Naturkautschuk ist kostengünstig, hat gute mechanische Eigenschaften und ein gutes Dehnungsverhalten. Nachteilig sind die geringere Alterungsbeständigkeit und die schlechte Beständigkeit gegen Öl und Kraftstoffen. Er wird überwiegend zur Herstellung von Flugzeug- und LKW-Reifen verwendet (etwa 70 %), weiterhin für Latex-Produkte (z. B. Matratzen, Teppichrücken). Auch für die Herstellung sehr dünnwandiger Artikel (Handschuhe, Kondome) ist er gut geeignet.

Beim Synthesekautschuk dominiert der Styrol-Butadien-Kautschuk (SBR) mit 50-60 % Anteil am Produktionsvolumen, der besonders für Pkw-Reifen verwendet wird. Reiner Butadien-Kautschuk und synthetischer Isoprenkautschuk werden neben verschiedenen anderen Elastomeren ebenfalls hergestellt.
Wichtige Spezialprodukte mit je 3-5 % Marktanteil sind Nitrilkautschuk (Butadien mit 10-40 % Acrylnitril), der beständig gegen Öl und Benzin ist (Dichtungen im Automobil) sowie Neopren (Poly-2-Chlorbutadien) mit sehr guter Alterungsbeständigkeit und geringer Wasserdampfdurchlässigkeit. Aus Neopren werden u. a.

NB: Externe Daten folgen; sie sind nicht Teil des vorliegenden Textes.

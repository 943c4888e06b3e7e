//! Registry of live connection handlers
//!
//! The manager never owns a handler or its connection. It holds a
//! [`ConnectionProbe`] per handler, enough to enforce the ceiling, cancel
//! in-flight I/O on shutdown and check afterwards that everything closed.

use std::fmt;
use std::sync::atomic::{AtomicBool, AtomicU64, Ordering};
use std::sync::{Mutex, MutexGuard, PoisonError};

use hashbrown::HashMap;
use tokio::sync::Notify;

use crate::connect::ConnectionProbe;
use crate::error;

/// Identity of a handler within one manager.
#[derive(Debug, Clone, Copy, PartialEq, Eq, PartialOrd, Ord, Hash)]
pub struct HandlerId(u64);

impl HandlerId {
    #[must_use]
    pub fn as_u64(self) -> u64 {
        self.0
    }
}

impl fmt::Display for HandlerId {
    fn fmt(&self, f: &mut fmt::Formatter<'_>) -> fmt::Result {
        write!(f, "handler-{}", self.0)
    }
}

/// Bounded set of active handlers. `active_count() <= max_connections()` always holds.
pub struct ConnectionManager {
    max_connections: usize,
    active: Mutex<HashMap<HandlerId, ConnectionProbe>>,
    /// Probes drained by `close_all`, kept for `verify`.
    retired: Mutex<Vec<ConnectionProbe>>,
    closed: AtomicBool,
    next_id: AtomicU64,
    freed: Notify,
}

impl ConnectionManager {
    #[must_use]
    pub fn new(max_connections: usize) -> Self {
        Self {
            max_connections,
            active: Mutex::new(HashMap::with_capacity(max_connections)),
            retired: Mutex::new(Vec::new()),
            closed: AtomicBool::new(false),
            next_id: AtomicU64::new(1),
            freed: Notify::new(),
        }
    }

    fn active(&self) -> MutexGuard<'_, HashMap<HandlerId, ConnectionProbe>> {
        self.active.lock().unwrap_or_else(PoisonError::into_inner)
    }

    fn retired(&self) -> MutexGuard<'_, Vec<ConnectionProbe>> {
        self.retired.lock().unwrap_or_else(PoisonError::into_inner)
    }

    #[must_use]
    pub fn next_id(&self) -> HandlerId {
        HandlerId(self.next_id.fetch_add(1, Ordering::Relaxed))
    }

    /// Whether a new handler may be admitted right now.
    #[must_use]
    pub fn admit(&self) -> bool {
        !self.closed.load(Ordering::Acquire) && self.active().len() < self.max_connections
    }

    /// Adds a handler to the active set.
    ///
    /// # Errors
    ///
    /// Returns an `Overload`-kind error if the ceiling was reached since
    /// `admit()`, a `Canceled`-kind error once `close_all` has run (the probe
    /// is cancelled) and a `Programming`-kind error for a duplicate id.
    pub fn register(&self, id: HandlerId, probe: ConnectionProbe) -> crate::Result<()> {
        if self.closed.load(Ordering::Acquire) {
            probe.cancel();
            self.retired().push(probe);
            return Err(error::canceled());
        }

        let mut active = self.active();
        if active.contains_key(&id) {
            return Err(error::programming(format!("{id} registered twice")));
        }
        if active.len() >= self.max_connections {
            return Err(error::overload(active.len(), self.max_connections));
        }
        active.insert(id, probe);
        tracing::trace!(%id, active = active.len(), "handler registered");
        Ok(())
    }

    /// Removes a finished handler. Returns `false` if it was already gone.
    pub fn on_handler_finished(&self, id: HandlerId) -> bool {
        let removed = self.active().remove(&id).is_some();
        if removed {
            self.freed.notify_one();
            tracing::trace!(%id, "handler removed");
        }
        removed
    }

    /// Cancels every active connection and refuses later registrations.
    ///
    /// The active set is drained under the lock; cancellation happens after
    /// the lock is released. Returns how many connections were cancelled.
    pub fn close_all(&self) -> usize {
        self.closed.store(true, Ordering::Release);

        let drained: Vec<(HandlerId, ConnectionProbe)> = self.active().drain().collect();
        let count = drained.len();

        for (id, probe) in &drained {
            tracing::debug!(%id, state = ?probe.state(), "cancelling connection");
            probe.cancel();
        }

        self.retired().extend(drained.into_iter().map(|(_, probe)| probe));
        self.freed.notify_waiters();
        tracing::info!(count, "closed all connections");
        count
    }

    /// `true` when nothing is active and every drained connection reports closed.
    #[must_use]
    pub fn verify(&self) -> bool {
        if !self.active().is_empty() {
            return false;
        }
        self.retired().iter().all(ConnectionProbe::is_closed)
    }

    #[must_use]
    pub fn active_count(&self) -> usize {
        self.active().len()
    }

    #[must_use]
    pub fn max_connections(&self) -> usize {
        self.max_connections
    }

    #[must_use]
    pub fn is_closed(&self) -> bool {
        self.closed.load(Ordering::Acquire)
    }

    /// Completes once a slot has been released since the last wake-up, or
    /// when `close_all` runs.
    pub async fn slot_freed(&self) {
        self.freed.notified().await;
    }
}

impl fmt::Debug for ConnectionManager {
    fn fmt(&self, f: &mut fmt::Formatter<'_>) -> fmt::Result {
        f.debug_struct("ConnectionManager")
            .field("active", &self.active_count())
            .field("max_connections", &self.max_connections)
            .field("closed", &self.is_closed())
            .finish()
    }
}

#[cfg(test)]
mod tests {
    use super::*;
    use crate::connect::ConnectionState;

    fn probe() -> ConnectionProbe {
        ConnectionProbe::new(ConnectionState::Open)
    }

    #[test]
    fn test_admission_ceiling() {
        let manager = ConnectionManager::new(2);
        let first = manager.next_id();
        let second = manager.next_id();

        assert!(manager.admit());
        manager.register(first, probe()).expect("first slot");
        assert!(manager.admit());
        manager.register(second, probe()).expect("second slot");
        assert!(!manager.admit());

        let err = manager.register(manager.next_id(), probe()).unwrap_err();
        assert!(err.is_overload());
        assert_eq!(manager.active_count(), 2);

        assert!(manager.on_handler_finished(first));
        assert!(manager.admit());
    }

    #[test]
    fn test_finish_twice_is_noop() {
        let manager = ConnectionManager::new(1);
        let id = manager.next_id();
        manager.register(id, probe()).expect("register");

        assert!(manager.on_handler_finished(id));
        assert!(!manager.on_handler_finished(id));
        assert_eq!(manager.active_count(), 0);
    }

    #[test]
    fn test_duplicate_registration_rejected() {
        let manager = ConnectionManager::new(4);
        let id = manager.next_id();
        manager.register(id, probe()).expect("register");
        assert!(manager.register(id, probe()).unwrap_err().is_programming());
    }

    #[test]
    fn test_close_all_cancels_and_verify_waits_for_closed() {
        let manager = ConnectionManager::new(4);
        let probes: Vec<_> = (0..3).map(|_| probe()).collect();
        for p in &probes {
            manager.register(manager.next_id(), p.clone()).expect("register");
        }

        assert_eq!(manager.close_all(), 3);
        assert_eq!(manager.active_count(), 0);
        assert!(probes.iter().all(ConnectionProbe::is_canceled));
        assert!(!manager.verify());

        for p in &probes {
            p.advance(ConnectionState::Closed);
        }
        assert!(manager.verify());
    }

    #[test]
    fn test_register_after_close_all_is_canceled() {
        let manager = ConnectionManager::new(4);
        manager.close_all();
        assert!(!manager.admit());

        let late = probe();
        let err = manager.register(manager.next_id(), late.clone()).unwrap_err();
        assert!(err.is_canceled());
        assert!(late.is_canceled());
        assert!(!manager.verify());
    }

    #[test]
    fn test_close_all_races_finishing_handlers() {
        use std::sync::Barrier;
        use std::sync::atomic::AtomicUsize;

        const TOTAL: usize = 64;
        const WORKERS: usize = 4;

        let manager = ConnectionManager::new(TOTAL);
        let entries: Vec<(HandlerId, ConnectionProbe)> =
            (0..TOTAL).map(|_| (manager.next_id(), probe())).collect();
        for (id, p) in &entries {
            manager.register(*id, p.clone()).expect("register");
        }

        let finished = AtomicUsize::new(0);
        let barrier = Barrier::new(WORKERS + 1);
        let closed = std::thread::scope(|scope| {
            for worker in 0..WORKERS {
                let (manager, entries) = (&manager, &entries);
                let (finished, barrier) = (&finished, &barrier);
                scope.spawn(move || {
                    barrier.wait();
                    // every other handler finishes on its own
                    for (id, _) in entries.iter().step_by(2).skip(worker).step_by(WORKERS) {
                        if manager.on_handler_finished(*id) {
                            finished.fetch_add(1, Ordering::Relaxed);
                        }
                    }
                });
            }
            let closer = scope.spawn(|| {
                barrier.wait();
                manager.close_all()
            });
            closer.join().expect("closer thread")
        });

        let finished = finished.into_inner();
        assert_eq!(manager.active_count(), 0);
        let canceled = entries.iter().filter(|(_, p)| p.is_canceled()).count();
        assert_eq!(canceled, closed);
        // each handler left the active set exactly once
        assert_eq!(finished + closed, TOTAL);
        assert!(closed >= TOTAL / 2);

        for (id, p) in &entries {
            assert!(!manager.on_handler_finished(*id));
            p.advance(ConnectionState::Closed);
        }
        assert!(manager.verify());
    }

    #[test]
    fn test_empty_manager_verifies() {
        assert!(ConnectionManager::new(1).verify());
    }
}
//! Periodic heartbeat callback

use crate::telemetry::ServerStatsSnapshot;

/// Invoked on every heartbeat tick from the accept loop. Must return quickly.
pub trait Heartbeat: Send + Sync + 'static {
    fn beat(&self, stats: &ServerStatsSnapshot);
}

impl<F> Heartbeat for F
where
    F: Fn(&ServerStatsSnapshot) + Send + Sync + 'static,
{
    fn beat(&self, stats: &ServerStatsSnapshot) {
        self(stats);
    }
}

/// Default heartbeat: one debug line per tick.
#[derive(Debug, Default, Clone, Copy)]
pub struct LogHeartbeat;

impl Heartbeat for LogHeartbeat {
    fn beat(&self, stats: &ServerStatsSnapshot) {
        tracing::debug!(
            active = stats.active,
            max = stats.max_connections,
            accepted = stats.accepted,
            rejected = stats.rejected,
            completed = stats.completed,
            failed = stats.failed,
            exchanges = stats.exchanges,
            bytes_read = stats.bytes_read,
            bytes_written = stats.bytes_written,
            "heartbeat"
        );
    }
}
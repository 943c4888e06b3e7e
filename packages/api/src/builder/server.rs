//! `ServerBuilder` and its handler type state
//!
//! The handler factory is the only mandatory piece, so the builder tracks it
//! in its type: `listen` and `serve` exist only once `handler` was called.

use std::net::IpAddr;
use std::sync::Arc;
use std::time::Duration;

use marvin_proxy::collector::Collector;
use marvin_proxy::config::{ConnectConfig, OverloadPolicy, ServerConfig};
use marvin_proxy::connect::Connector;
use marvin_proxy::dns::Resolve;
use marvin_proxy::handler::HandlerFactory;
use marvin_proxy::server::{Heartbeat, Server};
use marvin_proxy::tls::{TlsClientConfig, TlsServerConfig};
use tokio::net::TcpListener;

/// State marker: no handler factory yet
#[derive(Debug, Clone, Copy)]
pub struct HandlerNotSet;

/// State marker holding the handler factory
#[derive(Debug, Clone)]
pub struct HandlerSet<F>(F);

/// Builder for a proxy [`Server`].
pub struct ServerBuilder<S = HandlerNotSet> {
    config: ServerConfig,
    collector: Option<Arc<dyn Collector>>,
    heartbeat: Option<Arc<dyn Heartbeat>>,
    tls: Option<TlsServerConfig>,
    upstream_tls: Option<TlsClientConfig>,
    resolver: Option<Arc<dyn Resolve>>,
    signal_handling: bool,
    state: S,
}

impl ServerBuilder<HandlerNotSet> {
    #[must_use]
    pub fn new() -> Self {
        Self {
            config: ServerConfig::default(),
            collector: None,
            heartbeat: None,
            tls: None,
            upstream_tls: None,
            resolver: None,
            signal_handling: true,
            state: HandlerNotSet,
        }
    }

    /// Set the factory creating one request handler per accepted connection.
    ///
    /// # Example
    /// ```no_run
    /// use marvin::{Connection, Marvin, RequestHandler};
    /// # fn handler() -> Box<dyn RequestHandler> { unimplemented!() }
    ///
    /// let builder = Marvin::server().port(8080).handler(|_: &dyn Connection| handler());
    /// ```
    #[must_use]
    pub fn handler<F: HandlerFactory>(self, factory: F) -> ServerBuilder<HandlerSet<F>> {
        ServerBuilder {
            config: self.config,
            collector: self.collector,
            heartbeat: self.heartbeat,
            tls: self.tls,
            upstream_tls: self.upstream_tls,
            resolver: self.resolver,
            signal_handling: self.signal_handling,
            state: HandlerSet(factory),
        }
    }
}

impl Default for ServerBuilder<HandlerNotSet> {
    fn default() -> Self {
        Self::new()
    }
}

impl<S> ServerBuilder<S> {
    #[must_use]
    pub fn bind(mut self, address: IpAddr) -> Self {
        self.config = self.config.with_bind_address(address);
        self
    }

    #[must_use]
    pub fn port(mut self, port: u16) -> Self {
        self.config = self.config.with_port(port);
        self
    }

    /// Connection ceiling; further clients are rejected or deferred.
    #[must_use]
    pub fn max_connections(mut self, max: usize) -> Self {
        self.config = self.config.with_max_connections(max);
        self
    }

    #[must_use]
    pub fn worker_threads(mut self, threads: usize) -> Self {
        self.config = self.config.with_worker_threads(threads);
        self
    }

    #[must_use]
    pub fn heartbeat_interval_ms(mut self, millis: u64) -> Self {
        self.config = self.config.with_heartbeat_interval_ms(millis);
        self
    }

    /// Stop accepting while full instead of dropping new clients.
    #[must_use]
    pub fn defer_when_full(mut self) -> Self {
        self.config = self.config.with_overload_policy(OverloadPolicy::Defer);
        self
    }

    #[must_use]
    pub fn shutdown_grace(mut self, grace: Duration) -> Self {
        self.config = self.config.with_shutdown_grace(grace);
        self
    }

    #[must_use]
    pub fn connect_config(mut self, connect: ConnectConfig) -> Self {
        self.config = self.config.with_connect_config(connect);
        self
    }

    #[must_use]
    pub fn collector(mut self, collector: impl Collector) -> Self {
        self.collector = Some(Arc::new(collector));
        self
    }

    #[must_use]
    pub fn heartbeat(mut self, heartbeat: impl Heartbeat) -> Self {
        self.heartbeat = Some(Arc::new(heartbeat));
        self
    }

    /// Terminate TLS on accepted connections.
    #[must_use]
    pub fn tls(mut self, tls: TlsServerConfig) -> Self {
        self.tls = Some(tls);
        self
    }

    /// Roots used by handlers opening `https` upstream connections.
    #[must_use]
    pub fn upstream_tls(mut self, tls: TlsClientConfig) -> Self {
        self.upstream_tls = Some(tls);
        self
    }

    /// Resolver used by handlers opening upstream connections.
    #[must_use]
    pub fn resolver(mut self, resolver: impl Resolve) -> Self {
        self.resolver = Some(Arc::new(resolver));
        self
    }

    /// Whether Ctrl-C and SIGTERM shut the server down. On by default.
    #[must_use]
    pub fn signal_handling(mut self, enabled: bool) -> Self {
        self.signal_handling = enabled;
        self
    }

    #[must_use]
    pub fn config(&self) -> &ServerConfig {
        &self.config
    }
}

impl<F: HandlerFactory> ServerBuilder<HandlerSet<F>> {
    /// Validate the configuration and assemble the server.
    ///
    /// # Errors
    ///
    /// Returns a `Config`-kind error for invalid settings or unusable
    /// upstream TLS roots.
    pub fn build(self) -> marvin_proxy::Result<Server> {
        let mut connector = Connector::new(self.config.connect.clone());
        if let Some(resolver) = self.resolver {
            connector = connector.with_resolver(resolver);
        }
        if let Some(tls) = &self.upstream_tls {
            connector = connector.with_tls(tls)?;
        }

        let mut server = Server::new(self.config, self.state.0)?
            .with_connector(connector)
            .with_signal_handling(self.signal_handling);
        if let Some(collector) = self.collector {
            server = server.with_collector(collector);
        }
        if let Some(heartbeat) = self.heartbeat {
            server = server.with_heartbeat(heartbeat);
        }
        if let Some(tls) = self.tls {
            server = server.with_tls(tls);
        }

        tracing::debug!(config = ?server.config(), "server built");
        Ok(server)
    }

    /// Build, bind and serve on a dedicated runtime until shutdown.
    ///
    /// # Errors
    ///
    /// See [`Server::listen`].
    pub fn listen(self) -> marvin_proxy::Result<()> {
        self.build()?.listen()
    }

    /// Build and serve on an existing listener, on the current runtime.
    ///
    /// # Errors
    ///
    /// See [`Server::serve`].
    pub async fn serve(self, listener: TcpListener) -> marvin_proxy::Result<()> {
        self.build()?.serve(listener).await
    }
}

impl<S> std::fmt::Debug for ServerBuilder<S> {
    fn fmt(&self, f: &mut std::fmt::Formatter<'_>) -> std::fmt::Result {
        f.debug_struct("ServerBuilder")
            .field("config", &self.config)
            .field("tls", &self.tls.is_some())
            .field("signal_handling", &self.signal_handling)
            .finish()
    }
}
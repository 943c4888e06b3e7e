use std::error::Error as StdError;
use std::io;

use super::helpers::TimedOut;
use super::types::{Error, Kind};

impl Error {
    /// Returns true if the error comes from configuration validation.
    #[must_use]
    pub fn is_config(&self) -> bool {
        matches!(self.inner.kind, Kind::Config)
    }

    /// Returns true if no endpoint candidate could be resolved.
    #[must_use]
    pub fn is_resolve(&self) -> bool {
        matches!(self.inner.kind, Kind::Resolve)
    }

    /// Returns true if every candidate failed to connect.
    #[must_use]
    pub fn is_connect(&self) -> bool {
        matches!(self.inner.kind, Kind::Connect)
    }

    /// Returns true if a read or write failed mid-session.
    #[must_use]
    pub fn is_transport(&self) -> bool {
        matches!(self.inner.kind, Kind::Transport)
    }

    /// Returns true if the TLS handshake failed.
    #[must_use]
    pub fn is_handshake(&self) -> bool {
        matches!(self.inner.kind, Kind::Handshake)
    }

    /// Returns true if admission was denied.
    #[must_use]
    pub fn is_overload(&self) -> bool {
        matches!(self.inner.kind, Kind::Overload)
    }

    /// Returns true if the operation was aborted by `close()`.
    #[must_use]
    pub fn is_canceled(&self) -> bool {
        matches!(self.inner.kind, Kind::Canceled)
    }

    /// Returns true if the caller violated the connection contract.
    #[must_use]
    pub fn is_programming(&self) -> bool {
        matches!(self.inner.kind, Kind::Programming)
    }

    /// Returns true if the error is related to a timeout.
    #[must_use]
    pub fn is_timeout(&self) -> bool {
        let mut source = self.source();

        while let Some(err) = source {
            if err.is::<TimedOut>() || err.is::<tokio::time::error::Elapsed>() {
                return true;
            }
            if let Some(io) = err.downcast_ref::<io::Error>()
                && io.kind() == io::ErrorKind::TimedOut
            {
                return true;
            }
            source = err.source();
        }

        false
    }

    /// Returns true if the peer reset or aborted the connection.
    #[must_use]
    pub fn is_reset(&self) -> bool {
        let mut source = self.source();

        while let Some(err) = source {
            if let Some(io) = err.downcast_ref::<io::Error>()
                && matches!(
                    io.kind(),
                    io::ErrorKind::ConnectionReset
                        | io::ErrorKind::ConnectionAborted
                        | io::ErrorKind::BrokenPipe
                )
            {
                return true;
            }
            source = err.source();
        }

        false
    }
}
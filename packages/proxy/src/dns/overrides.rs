//! DNS resolver with hostname overrides
//!
//! Pins hostnames to fixed candidate lists, for tests and custom routing.
//! Unknown names fall through to an inner resolver when one is configured.

use std::net::SocketAddr;
use std::sync::Arc;

use hashbrown::HashMap;

use super::resolve::{Name, Resolve, Resolving};
use crate::error;

/// Resolver answering from a fixed table.
///
/// A stored address with port `0` takes the port of the lookup.
#[derive(Clone, Default)]
pub struct StaticResolver {
    overrides: Arc<HashMap<String, Vec<SocketAddr>>>,
    fallback: Option<Arc<dyn Resolve>>,
}

impl StaticResolver {
    #[must_use]
    pub fn new() -> Self {
        Self::default()
    }

    /// Pins `host` to `addrs`, tried in the given order.
    #[must_use]
    pub fn with_override(mut self, host: impl Into<String>, addrs: Vec<SocketAddr>) -> Self {
        Arc::make_mut(&mut self.overrides).insert(host.into(), addrs);
        self
    }

    #[must_use]
    pub fn with_fallback(mut self, resolver: Arc<dyn Resolve>) -> Self {
        self.fallback = Some(resolver);
        self
    }
}

impl std::fmt::Debug for StaticResolver {
    fn fmt(&self, f: &mut std::fmt::Formatter<'_>) -> std::fmt::Result {
        f.debug_struct("StaticResolver")
            .field("overrides", &self.overrides)
            .field("fallback", &self.fallback.is_some())
            .finish()
    }
}

impl Resolve for StaticResolver {
    fn resolve(&self, name: Name, port: u16) -> Resolving {
        if let Some(addrs) = self.overrides.get(name.as_str()) {
            let addrs: Vec<SocketAddr> = addrs
                .iter()
                .map(|addr| {
                    if addr.port() == 0 {
                        SocketAddr::new(addr.ip(), port)
                    } else {
                        *addr
                    }
                })
                .collect();
            return Box::pin(async move {
                if addrs.is_empty() {
                    Err(error::no_candidates().with_target(name.as_str(), port))
                } else {
                    Ok(addrs)
                }
            });
        }

        match &self.fallback {
            Some(resolver) => resolver.resolve(name, port),
            None => Box::pin(async move {
                Err(error::resolve("host not found in static table")
                    .with_target(name.as_str(), port))
            }),
        }
    }
}
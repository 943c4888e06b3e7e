//! Plain TCP connection

use std::net::SocketAddr;
use std::sync::Arc;

use futures::future::BoxFuture;
use tokio::net::TcpStream;

use super::connection::{Connection, ConnectionId, ConnectionProbe, ConnectionState, RawFd, Scheme};
use super::io::{Core, cancellable, deadline, read_into, shutdown, write_chain};
use crate::buffer::{BufferChain, Segment};
use crate::config::ConnectConfig;
use crate::dns::Resolve;
use crate::error::{self, NotOpen};

/// Unencrypted connection over a tokio `TcpStream`.
pub struct TcpConnection {
    core: Core,
    resolver: Option<Arc<dyn Resolve>>,
    stream: Option<TcpStream>,
}

impl TcpConnection {
    /// Client-side connection to `host:port`; nothing happens until `connect()`.
    pub fn new(
        host: impl Into<String>,
        port: u16,
        resolver: Arc<dyn Resolve>,
        config: ConnectConfig,
    ) -> Self {
        Self {
            core: Core::new(Scheme::Http, host.into(), port, config, ConnectionState::Unconnected),
            resolver: Some(resolver),
            stream: None,
        }
    }

    /// Server-side connection around a socket returned by `accept`. Already open.
    pub fn accepted(stream: TcpStream, peer: SocketAddr, config: ConnectConfig) -> Self {
        let core = Core::accepted(Scheme::Http, &stream, peer, config, ConnectionState::Open);
        tracing::debug!(id = %core.id, peer = %peer, fd = ?core.fd, "accepted plain connection");
        Self {
            core,
            resolver: None,
            stream: Some(stream),
        }
    }

    fn stream_mut(&mut self, op: &'static str) -> crate::Result<&mut TcpStream> {
        self.core.check_open(op)?;
        match self.stream.as_mut() {
            Some(stream) => Ok(stream),
            None => Err(self.core.fail(error::programming, NotOpen(op))),
        }
    }
}

impl Connection for TcpConnection {
    fn connect(&mut self) -> BoxFuture<'_, crate::Result<()>> {
        Box::pin(async move {
            self.core.check_connectable()?;
            let Some(resolver) = self.resolver.clone() else {
                return Err(self.core.fail(error::programming, NotOpen("connect, no resolver")));
            };

            let token = self.core.token();
            let result = cancellable(&token, self.core.open_socket(&resolver)).await;
            match result {
                Ok(stream) => {
                    self.stream = Some(stream);
                    self.core.mark_open();
                    Ok(())
                }
                Err(e) => {
                    tracing::debug!(id = %self.core.id, error = %e, "connect failed");
                    self.close();
                    Err(e)
                }
            }
        })
    }

    fn read<'a>(&'a mut self, segment: &'a mut Segment) -> BoxFuture<'a, crate::Result<usize>> {
        Box::pin(async move {
            let token = self.core.token();
            let limit = self.core.config.io_timeout;
            let (host, port) = (self.core.host.clone(), self.core.port);
            let stream = self.stream_mut("read")?;
            cancellable(&token, async {
                deadline(limit, read_into(stream, segment))
                    .await
                    .map_err(|e| error::transport(e).with_target(&host, port))
            })
            .await
        })
    }

    fn write<'a>(&'a mut self, chain: &'a BufferChain) -> BoxFuture<'a, crate::Result<usize>> {
        Box::pin(async move {
            let token = self.core.token();
            let limit = self.core.config.io_timeout;
            let (host, port) = (self.core.host.clone(), self.core.port);
            let stream = self.stream_mut("write")?;
            cancellable(&token, async {
                deadline(limit, write_chain(stream, chain))
                    .await
                    .map_err(|e| error::transport(e).with_target(&host, port))
            })
            .await
        })
    }

    fn drain(&mut self) -> BoxFuture<'_, crate::Result<()>> {
        Box::pin(async move {
            let token = self.core.token();
            let limit = self.core.config.io_timeout;
            let stream = self.stream_mut("drain")?;
            cancellable(&token, async {
                deadline(limit, shutdown(stream)).await.map_err(error::transport)
            })
            .await
        })
    }

    fn close(&mut self) {
        self.core.release(&mut self.stream);
    }

    fn native_socket_fd(&self) -> Option<RawFd> {
        self.core.fd
    }

    fn state(&self) -> ConnectionState {
        self.core.probe.state()
    }

    fn scheme(&self) -> Scheme {
        self.core.scheme
    }

    fn host(&self) -> &str {
        &self.core.host
    }

    fn port(&self) -> u16 {
        self.core.port
    }

    fn peer_addr(&self) -> Option<SocketAddr> {
        self.core.peer
    }

    fn id(&self) -> ConnectionId {
        self.core.id
    }

    fn probe(&self) -> ConnectionProbe {
        self.core.probe.clone()
    }
}

impl std::fmt::Debug for TcpConnection {
    fn fmt(&self, f: &mut std::fmt::Formatter<'_>) -> std::fmt::Result {
        f.debug_struct("TcpConnection")
            .field("id", &self.core.id)
            .field("host", &self.core.host)
            .field("port", &self.core.port)
            .field("state", &self.core.probe.state())
            .finish()
    }
}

Taucheranzüge hergestellt.
Silikonkautschuk wird für thermisch hoch beanspruchte Teile verwendet und wegen der guten Alterungsbeständigkeit und Elastizität auch bei tiefen Temperaturen zur Verglasung im Bauwesen eingesetzt.

Stand: 2010
Dieser Text befindet sich in redaktioneller Bearbeitung.